I don't know, I try to give a lot of designers a fair chance to show their inner beauty in spite of being juiced up worse with chemical enhancement than an Olympic bodybuilder or professional wrestler, and there have been a great many which have been unfairly thrashed by fragrance community snobs when they actually have some merit, accounting for taste of course. However, there isn't even a slight sliver lining to this very "grey" cloud, one that is looming ever greater over the house of Dolce & Gabbana if stuff like this is the future of their creative direction. We've already seen a decade of inane flankers for older lines, and their last new masculine pillar is from the 200o's, which is stretching into Chanel-length development cycles, but without the Chanel reputation for quality and originality.
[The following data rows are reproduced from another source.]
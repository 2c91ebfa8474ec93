//! Expression evaluation for the JavaScript subset

use super::Executor;
use crate::javascript::ast::{
    AssignOp, BinaryOp, Expression, Literal, LogicalOp, UnaryOp, UpdateOp,
};
use crate::runtime::ops::{self, ArithmeticOp, ComparisonOp};
use crate::runtime::{RuntimeError, RuntimeErrorKind, Value};
use crate::syntax::SourceLocation;

impl<'a> Executor<'a> {
    pub(crate) fn evaluate(&mut self, expression: &Expression) -> Result<Value, RuntimeError> {
        let location = expression.location();
        match expression {
            Expression::Literal { value, .. } => Ok(match value {
                Literal::Number(n) => Value::Number(*n),
                Literal::String(s) => Value::String(s.clone()),
                Literal::Boolean(b) => Value::Boolean(*b),
                Literal::Null | Literal::Undefined => Value::None,
            }),

            Expression::Identifier { name, .. } => {
                self.env.get(name).map_err(|kind| kind.at(location))
            }

            Expression::Array { elements, .. } => {
                let items = self.evaluate_arguments(elements)?;
                Ok(Value::list(items))
            }

            Expression::Object { properties, .. } => {
                let mut entries: Vec<(String, Value)> = Vec::with_capacity(properties.len());
                for (key, value) in properties {
                    let value = self.evaluate(value)?;
                    match entries.iter_mut().find(|entry| entry.0 == *key) {
                        Some(entry) => entry.1 = value,
                        None => entries.push((key.clone(), value)),
                    }
                }
                Ok(Value::dict(entries))
            }

            Expression::Unary { op, operand, .. } => {
                let value = self.evaluate(operand)?;
                self.unary(*op, &value).map_err(|kind| kind.at(location))
            }

            Expression::Binary {
                left, op, right, ..
            } => {
                let left = self.evaluate(left)?;
                let right = self.evaluate(right)?;
                self.binary(*op, &left, &right)
                    .map_err(|kind| kind.at(location))
            }

            Expression::Logical {
                left, op, right, ..
            } => {
                let allow_truthiness = self.ctx.features().allow_truthiness;
                let left = self.evaluate(left)?;
                let truth = ops::condition(&left, allow_truthiness).map_err(|kind| kind.at(location))?;
                let short_circuit = match op {
                    LogicalOp::And => !truth,
                    LogicalOp::Or => truth,
                };
                if short_circuit {
                    return Ok(left);
                }
                let right = self.evaluate(right)?;
                ops::condition(&right, allow_truthiness).map_err(|kind| kind.at(location))?;
                Ok(right)
            }

            Expression::Conditional {
                test,
                consequent,
                alternate,
                ..
            } => {
                let value = self.evaluate(test)?;
                let truth = ops::condition(&value, self.ctx.features().allow_truthiness)
                    .map_err(|kind| kind.at(location))?;
                if truth {
                    self.evaluate(consequent)
                } else {
                    self.evaluate(alternate)
                }
            }

            Expression::Assignment { .. } | Expression::Update { .. } => {
                self.evaluate_store(expression).map(|(value, _, _)| value)
            }

            Expression::Call { callee, args, .. } => {
                let args = self.evaluate_arguments(args)?;
                if callee.callee_name().as_deref() == Some("console.log") {
                    let output = args
                        .iter()
                        .map(Value::to_output_string)
                        .collect::<Vec<_>>()
                        .join(" ");
                    self.ctx.log(output);
                    return Ok(Value::None);
                }
                self.call_callee(callee, args, location)
            }

            Expression::Member {
                object, property, ..
            } => {
                let object = self.evaluate(object)?;
                get_property(&object, property).map_err(|kind| kind.at(location))
            }

            Expression::Index { object, index, .. } => {
                let object = self.evaluate(object)?;
                let index = self.evaluate(index)?;
                get_index(&object, &index).map_err(|kind| kind.at(location))
            }

            Expression::Grouping { inner, .. } => self.evaluate(inner),
        }
    }

    pub(crate) fn evaluate_arguments(&mut self, args: &[Expression]) -> Result<Vec<Value>, RuntimeError> {
        args.iter().map(|arg| self.evaluate(arg)).collect()
    }

    /// Calls go through their name: `f(…)` or a dotted external such as
    /// `canvas.draw(…)`.
    pub(crate) fn call_callee(
        &mut self,
        callee: &Expression,
        args: Vec<Value>,
        location: SourceLocation,
    ) -> Result<Value, RuntimeError> {
        match callee.callee_name() {
            Some(name) => self.call_function(&name, args, location),
            None => Err(RuntimeErrorKind::FunctionNotFound {
                name: "(anonymous)".to_string(),
            }
            .at(location)),
        }
    }

    /// Evaluate an assignment or update. Returns the expression's value and
    /// the value now stored in the target (they differ for postfix `x++`).
    /// Evaluate an assignment or update, returning the expression's value,
    /// the stored value and the name of the target written to.
    pub(crate) fn evaluate_store(
        &mut self,
        expression: &Expression,
    ) -> Result<(Value, Value, String), RuntimeError> {
        let location = expression.location();
        match expression {
            Expression::Assignment {
                target, op, value, ..
            } => {
                let value = self.evaluate(value)?;
                let stored = match arithmetic_for(*op) {
                    None => value,
                    Some(op) => {
                        let current = self.evaluate(target)?;
                        self.arithmetic(op, &current, &value)
                            .map_err(|kind| kind.at(location))?
                    }
                };
                let name = self.store(target, stored.clone())?;
                Ok((stored.clone(), stored, name))
            }
            Expression::Update {
                target, op, prefix, ..
            } => {
                let current = self.evaluate(target)?;
                let op = match op {
                    UpdateOp::Increment => ArithmeticOp::Add,
                    UpdateOp::Decrement => ArithmeticOp::Subtract,
                };
                let stored = self
                    .arithmetic(op, &current, &Value::Number(1.0))
                    .map_err(|kind| kind.at(location))?;
                let name = self.store(target, stored.clone())?;
                let value = if *prefix { stored.clone() } else { current };
                Ok((value, stored, name))
            }
            other => {
                let value = self.evaluate(other)?;
                let name = other.callee_name().unwrap_or_default();
                Ok((value.clone(), value, name))
            }
        }
    }

    fn store(&mut self, target: &Expression, value: Value) -> Result<String, RuntimeError> {
        let location = target.location();
        match target {
            Expression::Identifier { name, .. } => {
                self.env.assign(name, value).map_err(|kind| kind.at(location))?;
                Ok(name.clone())
            }
            Expression::Member {
                object: object_expr,
                property,
                ..
            } => {
                let object = self.evaluate(object_expr)?;
                set_key(&object, property, value).map_err(|kind| kind.at(location))?;
                Ok(format!("{}.{}", object_expr.callee_name().unwrap_or_default(), property))
            }
            Expression::Index {
                object: object_expr,
                index,
                ..
            } => {
                let object = self.evaluate(object_expr)?;
                let index = self.evaluate(index)?;
                set_index(&object, &index, value).map_err(|kind| kind.at(location))?;
                Ok(format!("{}[{}]", object_expr.callee_name().unwrap_or_default(), index))
            }
            _ => Err(RuntimeErrorKind::TargetNotModifiable.at(location)),
        }
    }

    fn arithmetic(&self, op: ArithmeticOp, left: &Value, right: &Value) -> Result<Value, RuntimeErrorKind> {
        ops::arithmetic(op, left, right, self.ctx.features().allow_type_coercion)
    }

    fn unary(&self, op: UnaryOp, value: &Value) -> Result<Value, RuntimeErrorKind> {
        let features = self.ctx.features();
        match op {
            UnaryOp::Not => {
                ops::condition(value, features.allow_truthiness).map(|b| Value::Boolean(!b))
            }
            UnaryOp::Negate | UnaryOp::Plus => {
                let n = match value {
                    Value::Number(n) => *n,
                    other if features.allow_type_coercion => ops::coerce_to_number(other),
                    other => {
                        return Err(RuntimeErrorKind::TypeCoercionNotAllowed {
                            operator: if op == UnaryOp::Negate { "-" } else { "+" }.to_string(),
                            left: None,
                            right: Some(other.type_name().to_string()),
                        })
                    }
                };
                Ok(Value::Number(if op == UnaryOp::Negate { -n } else { n }))
            }
        }
    }

    fn binary(&self, op: BinaryOp, left: &Value, right: &Value) -> Result<Value, RuntimeErrorKind> {
        let strict_equality = self.ctx.features().enforce_strict_equality;
        let compare = |op| ops::compare(op, left, right).map(Value::Boolean);
        match op {
            BinaryOp::Add => self.arithmetic(ArithmeticOp::Add, left, right),
            BinaryOp::Subtract => self.arithmetic(ArithmeticOp::Subtract, left, right),
            BinaryOp::Multiply => self.arithmetic(ArithmeticOp::Multiply, left, right),
            BinaryOp::Divide => self.arithmetic(ArithmeticOp::Divide, left, right),
            BinaryOp::Remainder => self.arithmetic(ArithmeticOp::Remainder, left, right),
            BinaryOp::Less => compare(ComparisonOp::Less),
            BinaryOp::LessEqual => compare(ComparisonOp::LessEqual),
            BinaryOp::Greater => compare(ComparisonOp::Greater),
            BinaryOp::GreaterEqual => compare(ComparisonOp::GreaterEqual),
            BinaryOp::StrictEqual => Ok(Value::Boolean(ops::strict_equals(left, right))),
            BinaryOp::StrictNotEqual => Ok(Value::Boolean(!ops::strict_equals(left, right))),
            BinaryOp::LooseEqual | BinaryOp::LooseNotEqual if strict_equality => {
                Err(RuntimeErrorKind::StrictEqualityRequired {
                    operator: if op == BinaryOp::LooseEqual { "==" } else { "!=" }.to_string(),
                })
            }
            BinaryOp::LooseEqual => Ok(Value::Boolean(ops::loose_equals(left, right))),
            BinaryOp::LooseNotEqual => Ok(Value::Boolean(!ops::loose_equals(left, right))),
        }
    }
}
Honestly, if this really is an attempt to cash in on renewed interest in vetiver, there are so many better options at the same or lower prices than this, it's existence is irrelevant, and if it is indeed meant to be a cheaper take on Tom Ford's Grey Vetiver, guess what? It's only maybe half again cheaper at retail unless buying from a discounter, which is where stock of this is likely destined anyway. Huge Thumbs down, and if you end up with this as a gift, just bring it to the office for the next Secret Santa, just don't blame me if they fire you for your sardonic sense of humor. This is a veritable flusher for me, but I won't discount that a lot of you folks really into vetiver might actually be interested in something like this despite its huge flaws, or just something "perfectly boring" to wear when you have the pragmatic urge to smell like little extra besides deodorant. Make sure to sample this first, which shouldn't be too difficult at department stores, who will literally thrust something like this into your hand at warp speed, especially during sales events. This holds not a single candle to the original The One for Men, which is worlds apart and actually a good gourmand fragrance.
25th November, 2018 (last edited: 26th November, 2018)
If it's not bad enough that D&G denude the original, they then give us this latest offering, following the latest lavender and vetiver trend by numbers. No tobacco and nothing interesting here. And underpowered in a big way. Liable, I'm sure, to be a hit at Christmas time, but I can think of literally nothing to commend it.